• _Provided entries_:
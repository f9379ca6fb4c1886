//! Content extraction
//!
//! Turns fetched bytes into plain text. The declared Content-Type decides
//! the extractor:
//! - `application/pdf` → [`extract_pdf`]
//! - `text/html` → [`extract_html`]
//! - anything else → no text
//!
//! Extraction never fails loudly: a document that cannot be parsed simply
//! yields [`Extraction::Empty`] and the crawl moves on.

mod html;
mod pdf;

pub use html::{decode_html, extract_html};
pub use pdf::extract_pdf;

use crate::corpus::SourceKind;

/// Result of extracting one fetched resource
#[derive(Debug, Clone, PartialEq, Eq)]
pub enum Extraction {
    /// Non-empty plain text, whitespace already collapsed
    Text { kind: SourceKind, text: String },

    /// The extractor ran but produced nothing
    Empty { kind: SourceKind },

    /// Content-Type is neither HTML nor PDF
    Unsupported,
}

/// Extracts text according to the declared Content-Type
///
/// # Example
///
/// ```
/// use campus_corpus::extract::{extract, Extraction};
/// use campus_corpus::SourceKind;
///
/// let html = b"<html><body><nav>Menu</nav><p>Welcome  to\n TEDU</p></body></html>";
/// assert_eq!(
///     extract(html, "text/html; charset=utf-8"),
///     Extraction::Text { kind: SourceKind::Web, text: "Welcome to TEDU".to_string() }
/// );
/// assert_eq!(extract(b"GIF89a", "image/gif"), Extraction::Unsupported);
/// ```
pub fn extract(bytes: &[u8], content_type: &str) -> Extraction {
    let Some(kind) = SourceKind::from_content_type(content_type) else {
        return Extraction::Unsupported;
    };

    let text = match kind {
        SourceKind::Pdf => extract_pdf(bytes),
        SourceKind::Web => extract_html(bytes, content_type),
    };

    if text.is_empty() {
        Extraction::Empty { kind }
    } else {
        Extraction::Text { kind, text }
    }
}
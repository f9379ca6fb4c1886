//! Breadth-first crawl frontier
//!
//! This module handles:
//! - FIFO ordering of URLs waiting to be fetched
//! - Deduplication against both visited and queued URLs
//! - The `max_urls` cap on distinct visited URLs
//! - The discovery-ordered list of visited URLs

use std::collections::{HashSet, VecDeque};
use url::Url;

/// BFS frontier owned by the discovery coordinator
///
/// A URL is admitted at most once per crawl. Admission stops once
/// `visited + queued` reaches the cap, so the queue never holds URLs that
/// could not be visited anyway.
#[derive(Debug)]
pub struct Frontier {
    /// URLs waiting to be fetched, in discovery order
    queue: VecDeque<Url>,

    /// Keys of URLs currently in `queue`
    queued: HashSet<String>,

    /// Keys of URLs already handed out by [`next`](Self::next)
    visited: HashSet<String>,

    /// Visited URLs in the order they were handed out
    discovered: Vec<String>,

    max_urls: usize,
}

impl Frontier {
    pub fn new(max_urls: usize) -> Self {
        Self {
            queue: VecDeque::new(),
            queued: HashSet::new(),
            visited: HashSet::new(),
            discovered: Vec::new(),
            max_urls,
        }
    }

    /// Queues seed URLs in order, returning how many were admitted
    pub fn seed(&mut self, seeds: impl IntoIterator<Item = Url>) -> usize {
        seeds
            .into_iter()
            .filter(|url| self.enqueue(url.clone()))
            .count()
    }

    /// Adds a URL to the back of the queue
    ///
    /// Returns false if the URL was already visited or queued, or if the
    /// frontier is full.
    pub fn enqueue(&mut self, url: Url) -> bool {
        let key = url.as_str();
        if self.visited.contains(key) || self.queued.contains(key) {
            return false;
        }

        if self.visited.len() + self.queue.len() >= self.max_urls {
            return false;
        }

        self.queued.insert(key.to_string());
        self.queue.push_back(url);
        true
    }

    /// Takes the oldest queued URL and marks it visited
    ///
    /// Returns None once the queue is empty or the cap is reached.
    pub fn next(&mut self) -> Option<Url> {
        if self.visited.len() >= self.max_urls {
            return None;
        }

        let url = self.queue.pop_front()?;
        let key = url.as_str().to_string();
        self.queued.remove(&key);
        self.visited.insert(key.clone());
        self.discovered.push(key);
        Some(url)
    }

    pub fn visited_count(&self) -> usize {
        self.visited.len()
    }

    pub fn queue_len(&self) -> usize {
        self.queue.len()
    }

    /// Consumes the frontier, returning visited URLs sorted lexicographically
    pub fn into_sorted_urls(self) -> Vec<String> {
        let mut urls = self.discovered;
        urls.sort();
        urls
    }
}
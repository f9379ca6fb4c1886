use crate::config::types::Config;
use crate::config::validation::validate;
use crate::ConfigError;
use sha2::{Digest, Sha256};
use std::path::Path;

/// Loads and parses a configuration file from the given path
///
/// Keys missing from the file keep their built-in defaults.
///
/// # Arguments
///
/// * `path` - Path to the TOML configuration file
///
/// # Returns
///
/// * `Ok(Config)` - Successfully loaded and validated configuration
/// * `Err(ConfigError)` - Failed to load, parse, or validate the configuration
pub fn load_config(path: &Path) -> Result<Config, ConfigError> {
    let content = std::fs::read_to_string(path)?;
    let config: Config = toml::from_str(&content)?;
    validate(&config)?;
    Ok(config)
}

/// Computes a SHA-256 hash of the configuration file content
///
/// Logged at startup so that corpus files can be traced back to the
/// configuration that produced them.
pub fn compute_config_hash(path: &Path) -> Result<String, ConfigError> {
    let content = std::fs::read_to_string(path)?;
    let mut hasher = Sha256::new();
    hasher.update(content.as_bytes());
    Ok(hex::encode(hasher.finalize()))
}

/// Loads a configuration and returns both the config and its hash
pub fn load_config_with_hash(path: &Path) -> Result<(Config, String), ConfigError> {
    let config = load_config(path)?;
    let hash = compute_config_hash(path)?;
    Ok((config, hash))
}
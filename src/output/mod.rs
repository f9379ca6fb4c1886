//! Output module for pass reports
//!
//! This module handles:
//! - Counting per-URL outcomes during a pass
//! - Summarizing each pass
//! - Printing the summaries to the console

pub mod stats;

pub use stats::{
    print_clean_report, print_ingest_report, print_map_report, CleanReport, IngestReport,
    MapReport, OutcomeCounts,
};
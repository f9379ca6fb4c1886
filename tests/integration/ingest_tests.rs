use crate::common::{create_test_config, mount_bytes, mount_html};
use campus_corpus::config::Config;
use campus_corpus::corpus::{parse_corpus, write_url_map};
use campus_corpus::crawler::{Coordinator, CrawlControl};
use campus_corpus::{HarvestError, PageOutcome, SourceKind};
use std::time::{Duration, Instant};
use tempfile::TempDir;
use wiremock::matchers::{method, path};
use wiremock::{Mock, MockServer, ResponseTemplate};

const INTERNSHIP: &str = "The summer internship lasts twenty working days.Students submit a report afterwards.";

async fn mount_pages(server: &MockServer) {
    mount_html(
        server,
        "/internship",
        format!(
            r#"<html><body><nav>Menu</nav><p>{}</p><footer>Footer</footer></body></html>"#,
            INTERNSHIP
        ),
    )
    .await;
    mount_html(server, "/short", "<html><body><p>Hi</p></body></html>".to_string()).await;
    mount_bytes(server, "/logo.gif", "image/gif", b"GIF89a").await;
    mount_bytes(server, "/broken.pdf", "application/pdf", b"%PDF-1.4 truncated").await;
}

fn write_map(config: &Config, server: &MockServer, paths: &[&str]) {
    let urls: Vec<String> = paths
        .iter()
        .map(|path| format!("{}{}", server.uri(), path))
        .collect();
    write_url_map(&config.output.url_map_path, &urls).unwrap();
}

#[tokio::test]
async fn test_ingest_writes_accepted_blocks() {
    let server = MockServer::start().await;
    mount_pages(&server).await;

    let dir = TempDir::new().unwrap();
    let config = create_test_config(&server, &dir);
    write_map(
        &config,
        &server,
        &["/broken.pdf", "/internship", "/logo.gif", "/missing", "/short"],
    );

    let coordinator = Coordinator::new(config.clone(), CrawlControl::new()).unwrap();
    let report = coordinator.ingest().await.expect("Ingestion should succeed");

    assert_eq!(report.urls_total, 5);
    assert_eq!(report.pages_processed, 5);
    assert_eq!(report.blocks_written, 1);
    assert_eq!(report.outcomes.get(PageOutcome::Extracted), 1);
    assert_eq!(report.outcomes.get(PageOutcome::TooShort), 1);
    assert_eq!(report.outcomes.get(PageOutcome::Unsupported), 1);
    assert_eq!(report.outcomes.get(PageOutcome::Empty), 1);
    assert_eq!(report.outcomes.get(PageOutcome::HttpError), 1);

    let raw = std::fs::read_to_string(&config.output.raw_corpus_path).unwrap();
    let blocks = parse_corpus(&raw);
    assert_eq!(blocks.len(), 1);
    assert_eq!(blocks[0].kind, SourceKind::Web);
    assert_eq!(blocks[0].url, format!("{}/internship", server.uri()));
    assert_eq!(blocks[0].text, INTERNSHIP);
    assert!(raw.starts_with(&format!("--- WEB_SOURCE: {}/internship ---\n", server.uri())));
}

#[tokio::test]
async fn test_ingest_without_url_map_fails() {
    let server = MockServer::start().await;
    let dir = TempDir::new().unwrap();
    let config = create_test_config(&server, &dir);

    let coordinator = Coordinator::new(config.clone(), CrawlControl::new()).unwrap();
    let result = coordinator.ingest().await;

    assert!(matches!(result, Err(HarvestError::MissingInput { .. })));
    assert!(!config.output.raw_corpus_path.exists());
}

#[tokio::test]
async fn test_ingest_empty_map_writes_empty_corpus() {
    let server = MockServer::start().await;
    let dir = TempDir::new().unwrap();
    let config = create_test_config(&server, &dir);
    write_map(&config, &server, &[]);

    let coordinator = Coordinator::new(config.clone(), CrawlControl::new()).unwrap();
    let report = coordinator.ingest().await.unwrap();

    assert_eq!(report.pages_processed, 0);
    assert_eq!(
        std::fs::read_to_string(&config.output.raw_corpus_path).unwrap(),
        ""
    );
}

const CALENDAR: &str = "The academic calendar lists registration weeks and final exam dates.";

#[tokio::test]
async fn test_interrupt_mid_pass_flushes_partial_corpus() {
    let server = MockServer::start().await;
    let page = format!("<html><body><p>{}</p></body></html>", CALENDAR);

    mount_html(&server, "/a", page.clone()).await;
    Mock::given(method("GET"))
        .and(path("/b"))
        .respond_with(
            ResponseTemplate::new(200)
                .set_body_raw(page.clone().into_bytes(), "text/html")
                .set_delay(Duration::from_millis(500)),
        )
        .mount(&server)
        .await;
    // Never requested once the pass is interrupted
    Mock::given(method("GET"))
        .and(path("/c"))
        .respond_with(ResponseTemplate::new(200).set_body_raw(page.into_bytes(), "text/html"))
        .expect(0)
        .mount(&server)
        .await;

    let dir = TempDir::new().unwrap();
    let config = create_test_config(&server, &dir);
    write_map(&config, &server, &["/a", "/b", "/c"]);

    let control = CrawlControl::new();
    let coordinator = Coordinator::new(config.clone(), control.clone()).unwrap();

    // Cancel while /b is in flight
    let canceller = tokio::spawn(async move {
        tokio::time::sleep(Duration::from_millis(200)).await;
        control.cancel();
    });

    let report = coordinator.ingest().await.unwrap();
    canceller.await.unwrap();

    assert!(report.interrupted);
    assert_eq!(report.urls_total, 3);
    assert_eq!(report.pages_processed, 2);
    assert_eq!(report.blocks_written, 2);

    let raw = std::fs::read_to_string(&config.output.raw_corpus_path).unwrap();
    let urls: Vec<_> = parse_corpus(&raw).into_iter().map(|block| block.url).collect();
    assert_eq!(
        urls,
        vec![format!("{}/a", server.uri()), format!("{}/b", server.uri())]
    );
}

#[tokio::test]
async fn test_sequential_ingest_spaces_fetches_across_hosts() {
    let server = MockServer::start().await;
    let page = format!("<html><body><p>{}</p></body></html>", CALENDAR);
    mount_html(&server, "/a", page.clone()).await;
    mount_html(&server, "/b", page).await;

    let dir = TempDir::new().unwrap();
    let mut config = create_test_config(&server, &dir);
    config.crawler.request_delay_ms = 400;

    // Same server reached under two host names
    let port = server.address().port();
    let urls = vec![
        format!("http://127.0.0.1:{}/a", port),
        format!("http://localhost:{}/b", port),
    ];
    write_url_map(&config.output.url_map_path, &urls).unwrap();

    let coordinator = Coordinator::new(config.clone(), CrawlControl::new()).unwrap();
    let started = Instant::now();
    let report = coordinator.ingest().await.unwrap();

    assert_eq!(report.blocks_written, 2);
    assert!(started.elapsed() >= Duration::from_millis(400));
}
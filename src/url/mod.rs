//! URL handling module for Campus-Corpus
//!
//! This module provides URL normalization, link resolution, host extraction
//! and the admissibility filter that decides which URLs the crawler follows.

mod domain;
mod normalize;

use crate::config::{Config, FilterConfig};
use url::Url;

// Re-export main functions
pub use domain::host_key;
pub use normalize::{normalize_url, resolve_link};

/// The rule that rejected a URL
#[derive(Debug, Clone, PartialEq, Eq)]
pub enum Rejection {
    /// The URL could not be parsed
    Malformed,
    /// Scheme other than HTTP or HTTPS
    Scheme(String),
    /// Host does not contain the target domain
    OffDomain,
    /// URL references a stale year
    StaleYear(String),
    /// URL contains a noise keyword
    Noise(String),
    /// Path ends with a non-text extension
    Extension(String),
}

/// Admissibility filter for crawl candidates
///
/// The filter is a pure predicate: the same URL and configuration always
/// produce the same answer.
#[derive(Debug, Clone)]
pub struct UrlFilter {
    target_domain: String,
    stale_years: Vec<String>,
    noise_keywords: Vec<String>,
    skip_extensions: Vec<String>,
}

impl UrlFilter {
    /// Creates a filter for the given target domain and rule lists
    pub fn new(target_domain: &str, filter: &FilterConfig) -> Self {
        let lowered = |list: &[String]| list.iter().map(|s| s.to_lowercase()).collect();

        Self {
            target_domain: target_domain.to_lowercase(),
            stale_years: filter.stale_years.clone(),
            noise_keywords: lowered(&filter.noise_keywords),
            skip_extensions: lowered(&filter.skip_extensions),
        }
    }

    /// Creates a filter from the crawler and filter sections of a config
    pub fn from_config(config: &Config) -> Self {
        Self::new(&config.crawler.target_domain, &config.filter)
    }

    /// Returns true if the URL may enter the frontier
    ///
    /// # Examples
    ///
    /// ```
    /// use campus_corpus::config::Config;
    /// use campus_corpus::url::UrlFilter;
    ///
    /// let filter = UrlFilter::from_config(&Config::default());
    /// assert!(filter.admissible("https://cmpe.tedu.edu.tr/en/summer-internship"));
    /// assert!(!filter.admissible("https://cmpe.tedu.edu.tr/en/news/2023-event"));
    /// ```
    pub fn admissible(&self, url: &str) -> bool {
        self.check(url).is_ok()
    }

    /// Applies the rules in order and reports the first one that fails
    ///
    /// # Rules
    ///
    /// 1. Scheme must be `http` or `https`
    /// 2. Host must contain the target domain
    /// 3. URL must not contain a stale year token
    /// 4. URL must not contain a noise keyword (case-insensitive)
    /// 5. Path must not end with a non-text extension (case-insensitive)
    ///
    /// A URL that fails to parse is rejected.
    pub fn check(&self, url: &str) -> Result<(), Rejection> {
        let parsed = Url::parse(url).map_err(|_| Rejection::Malformed)?;

        if parsed.scheme() != "http" && parsed.scheme() != "https" {
            return Err(Rejection::Scheme(parsed.scheme().to_string()));
        }

        let host = parsed.host_str().ok_or(Rejection::Malformed)?;
        if !host.to_lowercase().contains(&self.target_domain) {
            return Err(Rejection::OffDomain);
        }

        if let Some(year) = self.stale_years.iter().find(|year| url.contains(year.as_str())) {
            return Err(Rejection::StaleYear(year.clone()));
        }

        let lowered = url.to_lowercase();
        if let Some(keyword) = self
            .noise_keywords
            .iter()
            .find(|keyword| lowered.contains(keyword.as_str()))
        {
            return Err(Rejection::Noise(keyword.clone()));
        }

        let path = parsed.path().to_lowercase();
        if let Some(extension) = self
            .skip_extensions
            .iter()
            .find(|extension| path.ends_with(extension.as_str()))
        {
            return Err(Rejection::Extension(extension.clone()));
        }

        Ok(())
    }
}
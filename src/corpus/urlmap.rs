//! URL map file: one absolute URL per line, sorted

use crate::HarvestError;
use std::fs;
use std::path::Path;

/// Writes the URL list sorted lexicographically, one URL per line
///
/// Every line, including the last, ends with a newline. Duplicates are
/// collapsed.
pub fn write_url_map(path: &Path, urls: &[String]) -> std::io::Result<usize> {
    let mut sorted: Vec<&str> = urls.iter().map(String::as_str).collect();
    sorted.sort_unstable();
    sorted.dedup();

    let mut content = String::with_capacity(sorted.iter().map(|u| u.len() + 1).sum());
    for url in &sorted {
        content.push_str(url);
        content.push('\n');
    }

    fs::write(path, content)?;
    Ok(sorted.len())
}

/// Reads a URL list, skipping blank lines
///
/// A missing file is reported as [`HarvestError::MissingInput`] so the
/// extraction pass can abort before touching its output.
pub fn read_url_map(path: &Path) -> Result<Vec<String>, HarvestError> {
    if !path.exists() {
        return Err(HarvestError::MissingInput {
            path: path.to_path_buf(),
        });
    }

    let content = fs::read_to_string(path)?;
    Ok(content
        .lines()
        .map(str::trim)
        .filter(|line| !line.is_empty())
        .map(str::to_string)
        .collect())
}
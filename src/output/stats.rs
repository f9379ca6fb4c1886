//! Pass statistics
//!
//! Each pass produces a report that is printed to stdout when it finishes.

use crate::state::PageOutcome;
use chrono::{DateTime, Utc};
use std::collections::HashMap;

/// Per-outcome page counters
#[derive(Debug, Clone, Default, PartialEq, Eq)]
pub struct OutcomeCounts {
    counts: HashMap<PageOutcome, usize>,
}

impl OutcomeCounts {
    pub fn record(&mut self, outcome: PageOutcome) {
        *self.counts.entry(outcome).or_insert(0) += 1;
    }

    pub fn get(&self, outcome: PageOutcome) -> usize {
        self.counts.get(&outcome).copied().unwrap_or(0)
    }

    /// Total number of pages recorded
    pub fn total(&self) -> usize {
        self.counts.values().sum()
    }

    /// Number of pages whose fetch failed
    pub fn errors(&self) -> usize {
        self.counts
            .iter()
            .filter(|(outcome, _)| outcome.is_error())
            .map(|(_, count)| count)
            .sum()
    }

    /// Non-zero counters in report order
    pub fn non_zero(&self) -> Vec<(PageOutcome, usize)> {
        PageOutcome::ALL
            .iter()
            .map(|outcome| (*outcome, self.get(*outcome)))
            .filter(|(_, count)| *count > 0)
            .collect()
    }
}

/// Summary of a discovery pass
#[derive(Debug, Clone)]
pub struct MapReport {
    pub started_at: DateTime<Utc>,
    pub finished_at: DateTime<Utc>,
    /// Distinct URLs visited and written to the URL map
    pub urls_mapped: usize,
    /// URLs still queued when the pass stopped
    pub queue_remaining: usize,
    pub interrupted: bool,
    pub outcomes: OutcomeCounts,
}

/// Summary of an extraction pass
#[derive(Debug, Clone)]
pub struct IngestReport {
    pub started_at: DateTime<Utc>,
    pub finished_at: DateTime<Utc>,
    /// URLs listed in the input map
    pub urls_total: usize,
    /// URLs actually fetched
    pub pages_processed: usize,
    /// Blocks written to the raw corpus
    pub blocks_written: usize,
    pub interrupted: bool,
    pub outcomes: OutcomeCounts,
}

/// Summary of a normalization pass
#[derive(Debug, Clone, Copy, Default, PartialEq, Eq)]
pub struct CleanReport {
    pub processed: usize,
    pub dropped: usize,
    pub kept: usize,
}

fn elapsed_seconds(started: DateTime<Utc>, finished: DateTime<Utc>) -> f64 {
    (finished - started).num_milliseconds() as f64 / 1000.0
}

fn print_outcomes(outcomes: &OutcomeCounts) {
    let total = outcomes.total();
    if total == 0 {
        return;
    }

    println!("Pages by Outcome:");
    for (outcome, count) in outcomes.non_zero() {
        let percentage = (count as f64 / total as f64) * 100.0;
        println!("  {}: {} ({:.1}%)", outcome, count, percentage);
    }

    let errors = outcomes.errors();
    if errors > 0 {
        println!("Failed fetches: {}", errors);
    }
}

/// Prints a discovery pass summary
pub fn print_map_report(report: &MapReport) {
    println!("=== URL Map ===\n");
    println!(
        "Started: {}  ({:.1}s)",
        report.started_at.format("%Y-%m-%d %H:%M:%S UTC"),
        elapsed_seconds(report.started_at, report.finished_at)
    );
    if report.interrupted {
        println!("Stopped early by interrupt");
    }
    println!("URLs mapped: {}", report.urls_mapped);
    println!("Still queued: {}", report.queue_remaining);
    print_outcomes(&report.outcomes);
    println!();
}

/// Prints an extraction pass summary
pub fn print_ingest_report(report: &IngestReport) {
    println!("=== Ingestion ===\n");
    println!(
        "Started: {}  ({:.1}s)",
        report.started_at.format("%Y-%m-%d %H:%M:%S UTC"),
        elapsed_seconds(report.started_at, report.finished_at)
    );
    if report.interrupted {
        println!("Stopped early by interrupt");
    }
    println!(
        "Pages processed: {} / {}",
        report.pages_processed, report.urls_total
    );
    println!("Blocks written: {}", report.blocks_written);
    print_outcomes(&report.outcomes);
    println!();
}

/// Prints a normalization pass summary
pub fn print_clean_report(report: &CleanReport) {
    println!("=== Cleaning ===\n");
    println!("Total pages processed: {}", report.processed);
    println!("Junk pages dropped:    {}", report.dropped);
    println!("Valid pages kept:      {}", report.kept);
    println!();
}

#[cfg(test)]
mod tests {
    use super::*;

    #[test]
    fn test_outcome_counts() {
        let mut counts = OutcomeCounts::default();
        counts.record(PageOutcome::Extracted);
        counts.record(PageOutcome::Extracted);
        counts.record(PageOutcome::HttpError);
        counts.record(PageOutcome::NetworkError);
        counts.record(PageOutcome::TooShort);

        assert_eq!(counts.get(PageOutcome::Extracted), 2);
        assert_eq!(counts.get(PageOutcome::Mapped), 0);
        assert_eq!(counts.total(), 5);
        assert_eq!(counts.errors(), 2);
    }

    #[test]
    fn test_non_zero_in_report_order() {
        let mut counts = OutcomeCounts::default();
        counts.record(PageOutcome::NetworkError);
        counts.record(PageOutcome::Mapped);

        assert_eq!(
            counts.non_zero(),
            vec![(PageOutcome::Mapped, 1), (PageOutcome::NetworkError, 1)]
        );
    }

    #[test]
    fn test_elapsed_seconds() {
        let started = Utc::now();
        let finished = started + chrono::Duration::milliseconds(2500);
        assert_eq!(elapsed_seconds(started, finished), 2.5);
    }
}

• _What the task asks_:
From the listing above, output exactly the run of lines that starts with the line containing "discovery pass summary" and ends with the line containing "normalization pass summary".

• _Your response_:
/// Prints a discovery pass summary
pub fn print_map_report(report: &MapReport) {
    println!("=== URL Map ===\n");
    println!(
        "Started: {}  ({:.1}s)",
        report.started_at.format("%Y-%m-%d %H:%M:%S UTC"),
        elapsed_seconds(report.started_at, report.finished_at)
    );
    if report.interrupted {
        println!("Stopped early by interrupt");
    }
    println!("URLs mapped: {}", report.urls_mapped);
    println!("Still queued: {}", report.queue_remaining);
    print_outcomes(&report.outcomes);
    println!();
}

/// Prints an extraction pass summary
pub fn print_ingest_report(report: &IngestReport) {
    println!("=== Ingestion ===\n");
    println!(
        "Started: {}  ({:.1}s)",
        report.started_at.format("%Y-%m-%d %H:%M:%S UTC"),
        elapsed_seconds(report.started_at, report.finished_at)
    );
    if report.interrupted {
        println!("Stopped early by interrupt");
    }
    println!(
        "Pages processed: {} / {}",
        report.pages_processed, report.urls_total
    );
    println!("Blocks written: {}", report.blocks_written);
    print_outcomes(&report.outcomes);
    println!();
}

/// Prints a normalization pass summary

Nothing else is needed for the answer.